Most of us can understand what it must be like to get a
divorce and engage in a bitter custody war. In this modern world, such drama is
all too familiar - if we haven’t lived through the dissolution of a marriage in
our own families, we have friends and acquaintances who have gone through it,
and we know it is never pretty.
What is harder to imagine is the level of devastating pain
and misery faced by women and men like the late Deb Tambor, who are members of
strict and cloistered ultra-Orthodox Jewish enclaves, after they divorce and
leave those communities.
Not only did Tambor have to do battle with her ex-husband
and her family in her fight to keep her connection with her children, but an
entire community, including her own family members. On Friday, that pain became
too much, and Tambor, 33, who was suffering from depression, died of an
overdose that her friends believe was intentional - suicide.
What has lent her individual tale such impact is the fact
that it echoes the experiences of many others like her. Her suicide has clearly
rocked the close-knit online community of former ultra-Orthodox Jews who
populate numerous blogs and Facebook groups that exist to support those who
have gone, as they call it, “Off the Derech” (OTD) - strayed from the path of Orthodoxy. Tambor
was an active member of several of these groups.
Less than 48 hours after news of her death emerged, an
outpouring of sad and furious posts from those who knew her both in real life
and online had already appeared on the Internet. Her fellow travellers viewed
her apparent suicide as more than an individual tragedy, and their posts shine
a spotlight into a world of conflict and pain with which most of us are
blessedly unfamiliar, alerting us to the injustices that occur in that
world.
Rebecca M. Ross, an activist who counters ultra-Orthodox
‘outreach’ efforts and moderates a Facebook page for the formerly Orthodox
wrote in her blog:
““I know that many will claim that this was an isolated
incident. Except that the only thing isolated about this is the fact that it
ended in suicide. Women who want to leave ultra-orthodox Jewish communities are
often held hostage by motherhood. Being denied access to your children, or
having to fight to retain custody is a powerful deterrent to leaving. I know
several women on the many forums in which I post, who have been through, or are
currently dealing with similar situations. These are good people who want
nothing more than to be good parents but without being chained to a community
in which they don't wish to belong. There is nothing Jewish about turning
children against their parents, whether it exists in kiruv (outreach) circles
or in off the derech (off the path of orthodoxy) circles.”

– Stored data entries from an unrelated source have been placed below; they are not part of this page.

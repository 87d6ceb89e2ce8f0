use tracing::{debug, info};

use crate::capabilities;
use crate::plugin::GraphicsPlugin;
use crate::runtime::XrRuntime;
use crate::types::{
    SwapchainCreateInfo, SwapchainUsageFlags, SystemId, ViewConfigurationType,
    ViewConfigurationView,
};
use crate::{XrError, XrResult};

/// One per-view swapchain and the backend records for its images.
pub struct SwapchainEntry<R: XrRuntime, G: GraphicsPlugin<R>> {
    // Backend image records go before the swapchain that owns the images.
    pub images: Vec<G::Image>,
    pub handle: R::Swapchain,
    pub width: u32,
    pub height: u32,
}

pub struct SwapchainSet<R: XrRuntime, G: GraphicsPlugin<R>> {
    entries: Vec<SwapchainEntry<R, G>>,
    config_views: Vec<ViewConfigurationView>,
    color_format: Option<R::Format>,
}

impl<R: XrRuntime, G: GraphicsPlugin<R>> Default for SwapchainSet<R, G> {
    fn default() -> Self {
        Self {
            entries: Vec::new(),
            config_views: Vec::new(),
            color_format: None,
        }
    }
}

impl<R: XrRuntime, G: GraphicsPlugin<R>> SwapchainSet<R, G> {
    pub fn new() -> Self {
        Self::default()
    }

    pub fn is_empty(&self) -> bool {
        self.entries.is_empty()
    }

    pub fn len(&self) -> usize {
        self.entries.len()
    }

    pub fn entries(&self) -> &[SwapchainEntry<R, G>] {
        &self.entries
    }

    pub fn entries_mut(&mut self) -> &mut [SwapchainEntry<R, G>] {
        &mut self.entries
    }

    pub fn config_views(&self) -> &[ViewConfigurationView] {
        &self.config_views
    }

    pub fn color_format(&self) -> Option<R::Format> {
        self.color_format
    }

    /// Create one swapchain per view of `view_configuration`, sized to the
    /// runtime's recommended extents. Only valid on an empty set.
    pub fn create(
        &mut self,
        runtime: &R,
        graphics: &mut G,
        instance: &R::Instance,
        system: SystemId,
        session: &R::Session,
        view_configuration: ViewConfigurationType,
    ) -> XrResult<()> {
        if !self.entries.is_empty() || !self.config_views.is_empty() {
            return Err(XrError::protocol("swapchains have already been created"));
        }
        let expected_views = view_configuration.view_count().ok_or_else(|| {
            XrError::config(format!(
                "unsupported view configuration type {view_configuration}"
            ))
        })?;

        capabilities::log_system_properties(runtime, instance, system)?;

        let config_views =
            runtime.enumerate_view_configuration_views(instance, system, view_configuration)?;
        if config_views.len() != expected_views {
            return Err(XrError::runtime(
                "xrEnumerateViewConfigurationViews",
                format!(
                    "{view_configuration} reported {} views, expected {expected_views}",
                    config_views.len()
                ),
            ));
        }

        let formats = runtime.enumerate_swapchain_formats(session)?;
        let color_format = graphics.select_color_swapchain_format(&formats)?;
        debug!(
            "Swapchain Formats:{}",
            capabilities::describe_formats(&formats, color_format)
        );

        let mut entries = Vec::with_capacity(config_views.len());
        for (i, view) in config_views.iter().enumerate() {
            info!(
                "Creating swapchain for view {} with dimensions Width={} Height={} SampleCount={}",
                i,
                view.recommended_image_rect_width,
                view.recommended_image_rect_height,
                view.recommended_swapchain_sample_count
            );
            let create_info = SwapchainCreateInfo {
                usage_flags: SwapchainUsageFlags::SAMPLED | SwapchainUsageFlags::COLOR_ATTACHMENT,
                format: color_format,
                sample_count: graphics.supported_swapchain_sample_count(view),
                width: view.recommended_image_rect_width,
                height: view.recommended_image_rect_height,
                face_count: 1,
                array_size: 1,
                mip_count: 1,
            };
            let handle = runtime.create_swapchain(session, &create_info)?;
            let runtime_images = runtime.enumerate_swapchain_images(&handle)?;
            let image_count = runtime_images.len();
            let images = graphics.allocate_swapchain_image_structs(runtime_images, &create_info)?;
            if images.len() != image_count {
                return Err(XrError::graphics(format!(
                    "{} allocated {} image structs for {} swapchain images",
                    graphics.name(),
                    images.len(),
                    image_count
                )));
            }
            entries.push(SwapchainEntry {
                images,
                handle,
                width: create_info.width,
                height: create_info.height,
            });
        }

        self.entries = entries;
        self.config_views = config_views;
        self.color_format = Some(color_format);
        Ok(())
    }
}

Another formerly ultra-Orthodox blogger, Hayley Amanda, said
Tambor’s experiences reminded her of her own: and news of her death rattled her
deeply:
“In my journey away
from ultra-Orthodoxy, I have also faced times of deep pain and indescribable
sorrow. I have known Deb’s darkness. Many sleepless nights, as I watched my
marriage fall apart, I wondered whether everyone else would indeed be better
off without me. A frum therapist insinuated that I was causing my husband deep
spiritual ruin; rabbis reinforced that my lifestyle choices were selfish and
destructive to my sweet young children.
As the chasm between my husband’s world and mine deepened, my self-worth
plummeted. No longer did I feel worthy of love; no longer did I feel like a
human being. Over the years, I met many others who experienced the same deep
pain of alienation that I did. Somehow, though, miraculously, and unlike our
sister Deb, we survived.
Deb’s death has left me shaken because I am also Deb Tambor.

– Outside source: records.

impl XrRuntime for MockRuntime {
    type Instance = MockInstance;
    type Session = MockSession;
    type Space = MockSpace;
    type Swapchain = MockSwapchain;
    type ActionSet = MockActionSet;
    type Action = MockAction;
    type Path = MockPath;
    type Format = i64;
    type SwapchainImage = u32;
    type GraphicsBinding = ();

    fn enumerate_api_layers(&self) -> XrResult<Vec<ApiLayerProperties>> {
        self.call("xrEnumerateApiLayerProperties")?;
        Ok(vec![ApiLayerProperties {
            layer_name: "XR_APILAYER_mock_validation".to_string(),
            spec_version: Version::new(1, 0, 0),
            layer_version: 1,
            description: "mock".to_string(),
        }])
    }

    fn enumerate_instance_extensions(&self) -> XrResult<Vec<String>> {
        self.call("xrEnumerateInstanceExtensionProperties")?;
        Ok(vec!["XR_KHR_vulkan_enable2".to_string()])
    }

    fn create_instance(
        &self,
        _app_info: &ApplicationInfo,
        extensions: &[String],
    ) -> XrResult<MockInstance> {
        self.call("xrCreateInstance")?;
        self.state.borrow_mut().enabled_extensions = extensions.to_vec();
        Ok(MockInstance)
    }

    fn instance_properties(&self, _instance: &MockInstance) -> XrResult<InstanceProperties> {
        self.call("xrGetInstanceProperties")?;
        Ok(InstanceProperties {
            runtime_name: "Mock Runtime".to_string(),
            runtime_version: Version::new(1, 0, 0),
        })
    }

    fn system(&self, _instance: &MockInstance, _form_factor: FormFactor) -> XrResult<SystemId> {
        self.call("xrGetSystem")?;
        Ok(SystemId(7))
    }

    fn system_properties(
        &self,
        _instance: &MockInstance,
        _system: SystemId,
    ) -> XrResult<SystemProperties> {
        self.call("xrGetSystemProperties")?;
        Ok(SystemProperties {
            system_name: "Mock HMD".to_string(),
            vendor_id: 42,
            max_swapchain_image_width: 4096,
            max_swapchain_image_height: 4096,
            max_layer_count: 16,
            orientation_tracking: true,
            position_tracking: true,
        })
    }

    fn enumerate_view_configurations(
        &self,
        _instance: &MockInstance,
        _system: SystemId,
    ) -> XrResult<Vec<ViewConfigurationType>> {
        self.call("xrEnumerateViewConfigurations")?;
        Ok(self.state.borrow().view_configurations.clone())
    }

    fn view_configuration_properties(
        &self,
        _instance: &MockInstance,
        _system: SystemId,
        view_configuration: ViewConfigurationType,
    ) -> XrResult<ViewConfigurationProperties> {
        self.call("xrGetViewConfigurationProperties")?;
        Ok(ViewConfigurationProperties {
            view_configuration_type: view_configuration,
            fov_mutable: true,
        })
    }

    fn enumerate_view_configuration_views(
        &self,
        _instance: &MockInstance,
        _system: SystemId,
        view_configuration: ViewConfigurationType,
    ) -> XrResult<Vec<ViewConfigurationView>> {
        self.call("xrEnumerateViewConfigurationViews")?;
        let view = ViewConfigurationView {
            recommended_image_rect_width: 1440,
            max_image_rect_width: 2880,
            recommended_image_rect_height: 1600,
            max_image_rect_height: 3200,
            recommended_swapchain_sample_count: 1,
            max_swapchain_sample_count: 4,
        };
        Ok(vec![view; view_configuration.view_count().unwrap_or(0)])
    }

    fn enumerate_environment_blend_modes(
        &self,
        _instance: &MockInstance,
        _system: SystemId,
        _view_configuration: ViewConfigurationType,
    ) -> XrResult<Vec<EnvironmentBlendMode>> {
        self.call("xrEnumerateEnvironmentBlendModes")?;
        Ok(self.state.borrow().blend_modes.clone())
    }

    fn create_session(
        &self,
        _instance: &MockInstance,
        _system: SystemId,
        _binding: &(),
    ) -> XrResult<MockSession> {
        self.call("xrCreateSession")?;
        Ok(MockSession {
            handle: SESSION_HANDLE,
        })
    }

    fn session_handle(&self, session: &MockSession) -> RawHandle {
        session.handle
    }

    fn begin_session(
        &self,
        _session: &MockSession,
        _view_configuration: ViewConfigurationType,
    ) -> XrResult<()> {
        self.call("xrBeginSession")
    }

    fn end_session(&self, _session: &MockSession) -> XrResult<()> {
        self.call("xrEndSession")
    }

    fn request_exit_session(&self, _session: &MockSession) -> XrResult<()> {
        self.call("xrRequestExitSession")?;
        self.state.borrow_mut().exit_requests += 1;
        Ok(())
    }

    fn poll_event(&mut self, _instance: &MockInstance) -> XrResult<Option<RuntimeEvent>> {
        self.call("xrPollEvent")?;
        Ok(self.state.borrow_mut().events.pop_front())
    }

    fn enumerate_reference_spaces(
        &self,
        _session: &MockSession,
    ) -> XrResult<Vec<ReferenceSpaceType>> {
        self.call("xrEnumerateReferenceSpaces")?;
        Ok(vec![
            ReferenceSpaceType::View,
            ReferenceSpaceType::Local,
            ReferenceSpaceType::Stage,
        ])
    }

    fn create_reference_space(
        &self,
        _session: &MockSession,
        space_type: ReferenceSpaceType,
        _pose_in_reference_space: Pose,
    ) -> XrResult<MockSpace> {
        self.call("xrCreateReferenceSpace")?;
        let mut state = self.state.borrow_mut();
        let index = state.reference_space_calls;
        state.reference_space_calls += 1;
        if state.failing_reference_spaces.contains(&index) {
            return Err(XrError::runtime(
                "xrCreateReferenceSpace",
                "XR_ERROR_REFERENCE_SPACE_UNSUPPORTED",
            ));
        }
        Ok(MockSpace {
            label: format!("reference:{space_type}:{index}"),
        })
    }

    fn locate_space(
        &self,
        space: &MockSpace,
        _base: &MockSpace,
        _time: Time,
    ) -> XrResult<SpaceLocation> {
        self.call("xrLocateSpace")?;
        if self.state.borrow().failing_locations.contains(&space.label) {
            return Err(XrError::runtime("xrLocateSpace", "XR_ERROR_POSE_INVALID"));
        }
        Ok(SpaceLocation {
            flags: SpaceLocationFlags::POSITION_VALID | SpaceLocationFlags::ORIENTATION_VALID,
            pose: Pose::IDENTITY,
        })
    }

    fn string_to_path(&self, _instance: &MockInstance, path: &str) -> XrResult<MockPath> {
        self.call("xrStringToPath")?;
        let mut state = self.state.borrow_mut();
        if let Some(i) = state.paths.iter().position(|p| p == path) {
            return Ok(MockPath(i as u64 + 1));
        }
        state.paths.push(path.to_string());
        Ok(MockPath(state.paths.len() as u64))
    }

    fn create_action_set(
        &self,
        _instance: &MockInstance,
        name: &str,
        _localized_name: &str,
        _priority: u32,
    ) -> XrResult<MockActionSet> {
        self.call("xrCreateActionSet")?;
        Ok(MockActionSet {
            name: name.to_string(),
        })
    }

    fn create_action(
        &self,
        _action_set: &MockActionSet,
        name: &str,
        _localized_name: &str,
        _action_type: ActionType,
        _subaction_paths: &[MockPath],
    ) -> XrResult<MockAction> {
        self.call("xrCreateAction")?;
        Ok(MockAction {
            name: name.to_string(),
        })
    }

    fn suggest_interaction_profile_bindings(
        &self,
        _instance: &MockInstance,
        interaction_profile: MockPath,
        _bindings: &[(&MockAction, MockPath)],
    ) -> XrResult<()> {
        self.call("xrSuggestInteractionProfileBindings")?;
        let mut state = self.state.borrow_mut();
        let profile = state.path_string(interaction_profile).to_string();
        if state.rejected_profiles.contains(&profile) {
            return Err(XrError::runtime(
                "xrSuggestInteractionProfileBindings",
                "XR_ERROR_PATH_UNSUPPORTED",
            ));
        }
        state.suggested_profiles.push(profile);
        Ok(())
    }

    fn create_action_space(
        &self,
        _session: &MockSession,
        action: &MockAction,
        subaction_path: MockPath,
    ) -> XrResult<MockSpace> {
        self.call("xrCreateActionSpace")?;
        let state = self.state.borrow();
        Ok(MockSpace {
            label: format!("action:{}:{}", action.name, state.path_string(subaction_path)),
        })
    }

    fn attach_action_sets(
        &self,
        _session: &MockSession,
        _action_sets: &[&MockActionSet],
    ) -> XrResult<()> {
        self.call("xrAttachSessionActionSets")
    }

    fn sync_actions(&self, _session: &MockSession, _action_set: &MockActionSet) -> XrResult<()> {
        self.call("xrSyncActions")
    }

    fn action_state_float(
        &self,
        _session: &MockSession,
        _action: &MockAction,
        subaction_path: Option<MockPath>,
    ) -> XrResult<ActionState<f32>> {
        self.call("xrGetActionStateFloat")?;
        let state = self.state.borrow();
        let hand = hand_for(subaction_path.map(|p| state.path_string(p)));
        Ok(hand.map(|h| state.grab[h]).unwrap_or_default())
    }

    fn action_state_boolean(
        &self,
        _session: &MockSession,
        _action: &MockAction,
        _subaction_path: Option<MockPath>,
    ) -> XrResult<ActionState<bool>> {
        self.call("xrGetActionStateBoolean")?;
        Ok(self.state.borrow().quit)
    }

    fn action_pose_active(
        &self,
        _session: &MockSession,
        _action: &MockAction,
        subaction_path: MockPath,
    ) -> XrResult<bool> {
        self.call("xrGetActionStatePose")?;
        let state = self.state.borrow();
        let hand = hand_for(Some(state.path_string(subaction_path)));
        Ok(hand.map(|h| state.pose_active[h]).unwrap_or(false))
    }

    fn apply_haptic_feedback(
        &self,
        _session: &MockSession,
        _action: &MockAction,
        subaction_path: MockPath,
        pulse: HapticPulse,
    ) -> XrResult<()> {
        self.call("xrApplyHapticFeedback")?;
        let mut state = self.state.borrow_mut();
        let path = state.path_string(subaction_path).to_string();
        state.haptics.push((path, pulse.amplitude));
        Ok(())
    }

    fn enumerate_bound_sources(
        &self,
        _session: &MockSession,
        action: &MockAction,
    ) -> XrResult<Vec<MockPath>> {
        self.call("xrEnumerateBoundSourcesForAction")?;
        if action.name == "grab_object" {
            let mut state = self.state.borrow_mut();
            state.paths.push("/user/hand/left/input/select/click".to_string());
            return Ok(vec![MockPath(state.paths.len() as u64)]);
        }
        Ok(Vec::new())
    }

    fn input_source_localized_name(
        &self,
        _session: &MockSession,
        _source: MockPath,
    ) -> XrResult<String> {
        self.call("xrGetInputSourceLocalizedName")?;
        Ok("Left Hand Select".to_string())
    }

    fn enumerate_swapchain_formats(&self, _session: &MockSession) -> XrResult<Vec<i64>> {
        self.call("xrEnumerateSwapchainFormats")?;
        Ok(vec![37, 43, 50])
    }

    fn create_swapchain(
        &self,
        _session: &MockSession,
        _create_info: &SwapchainCreateInfo<i64>,
    ) -> XrResult<MockSwapchain> {
        self.call("xrCreateSwapchain")?;
        let mut state = self.state.borrow_mut();
        let id = state.next_swapchain;
        state.next_swapchain += 1;
        Ok(MockSwapchain {
            id,
            next_image: 0,
            image_count: state.image_count,
            waited: false,
        })
    }

    fn enumerate_swapchain_images(&self, swapchain: &MockSwapchain) -> XrResult<Vec<u32>> {
        self.call("xrEnumerateSwapchainImages")?;
        Ok((0..swapchain.image_count).map(|i| 100 + i).collect())
    }

    fn acquire_swapchain_image(&self, swapchain: &mut MockSwapchain) -> XrResult<u32> {
        self.call("xrAcquireSwapchainImage")?;
        let mut state = self.state.borrow_mut();
        if state.failing_acquire_swapchains.contains(&swapchain.id) {
            return Err(XrError::runtime(
                "xrAcquireSwapchainImage",
                "XR_ERROR_CALL_ORDER_INVALID",
            ));
        }
        state.acquires.push(swapchain.id);
        let index = swapchain.next_image;
        swapchain.next_image = (swapchain.next_image + 1) % swapchain.image_count;
        Ok(index)
    }

    fn wait_swapchain_image(&self, swapchain: &mut MockSwapchain) -> XrResult<()> {
        self.call("xrWaitSwapchainImage")?;
        if self.with(|s| s.failing_wait_swapchains.contains(&swapchain.id)) {
            return Err(XrError::runtime("xrWaitSwapchainImage", "XR_ERROR_RUNTIME_FAILURE"));
        }
        swapchain.waited = true;
        Ok(())
    }

    // Mirrors the binding: an image that was never waited on cannot be released.
    fn release_swapchain_image(&self, swapchain: &mut MockSwapchain) -> XrResult<()> {
        if !swapchain.waited {
            return Err(XrError::protocol(format!(
                "swapchain {} released before its image was waited on",
                swapchain.id
            )));
        }
        self.call("xrReleaseSwapchainImage")?;
        swapchain.waited = false;
        self.state.borrow_mut().releases.push(swapchain.id);
        Ok(())
    }

    fn wait_frame(&self, _session: &mut MockSession) -> XrResult<FrameState> {
        self.call("xrWaitFrame")?;
        let mut state = self.state.borrow_mut();
        state.frame += 1;
        Ok(FrameState {
            predicted_display_time: Time(state.frame * FRAME_PERIOD_NS),
            predicted_display_period: FRAME_PERIOD_NS,
            should_render: state.should_render,
        })
    }

    fn begin_frame(&self, _session: &mut MockSession) -> XrResult<()> {
        self.call("xrBeginFrame")
    }

    fn locate_views(
        &self,
        _session: &MockSession,
        view_configuration: ViewConfigurationType,
        _display_time: Time,
        _space: &MockSpace,
    ) -> XrResult<(ViewStateFlags, Vec<View>)> {
        self.call("xrLocateViews")?;
        let flags = self.state.borrow().view_state;
        Ok((
            flags,
            vec![View::default(); view_configuration.view_count().unwrap_or(0)],
        ))
    }

    fn end_frame(
        &self,
        _session: &mut MockSession,
        display_time: Time,
        blend_mode: EnvironmentBlendMode,
        layer: Option<&ProjectionLayer<'_, Self>>,
    ) -> XrResult<()> {
        self.call("xrEndFrame")?;
        self.state.borrow_mut().end_frames.push(EndFrameRecord {
            display_time,
            blend_mode,
            layer_views: layer.map(|l| l.views.len()),
        });
        Ok(())
    }
}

My friends are Deb Tambor. And perhaps you’re reading this because you are Deb
Tambor, too. Those of us who have been through the life-altering alienation
that can accompany a departure from ultra-Orthodoxy carry the embers of Deb’s
pain in our hearts. We will not forget. We will not rest until there is hope
and change."
Yet another impassioned cry for action came from an
anonymous blogger at I am Acher!:
“Let Deb Tambor not have passed on in vain. Let us spread the word of why Deb felt
compelled to prematurely end her life …And let us band together and try to end
this injustice once and for all. For Deb Tambor. For her family. For her friends. For everyone that loved her. And for all the
other men and women out there who have wrongfully lost custody of their
children.”
Musician Yitz Jordan, who described himself a ‘close
Facebook friend’ of Tambor’s, wrote that
while her family may have been upset that she left ultra-Orthodoxy, now:
"Instead of a secular mother, now her children have no
mother. Instead of a daughter who eats non-kosher, her father now has one less
child.
I consider Deb no less a victim of bullying than a gay kid
in a schoolyard. All the closest people in her life turned against her in the
worst ways, egged on by clergy who assured them that such was G-d’s Will."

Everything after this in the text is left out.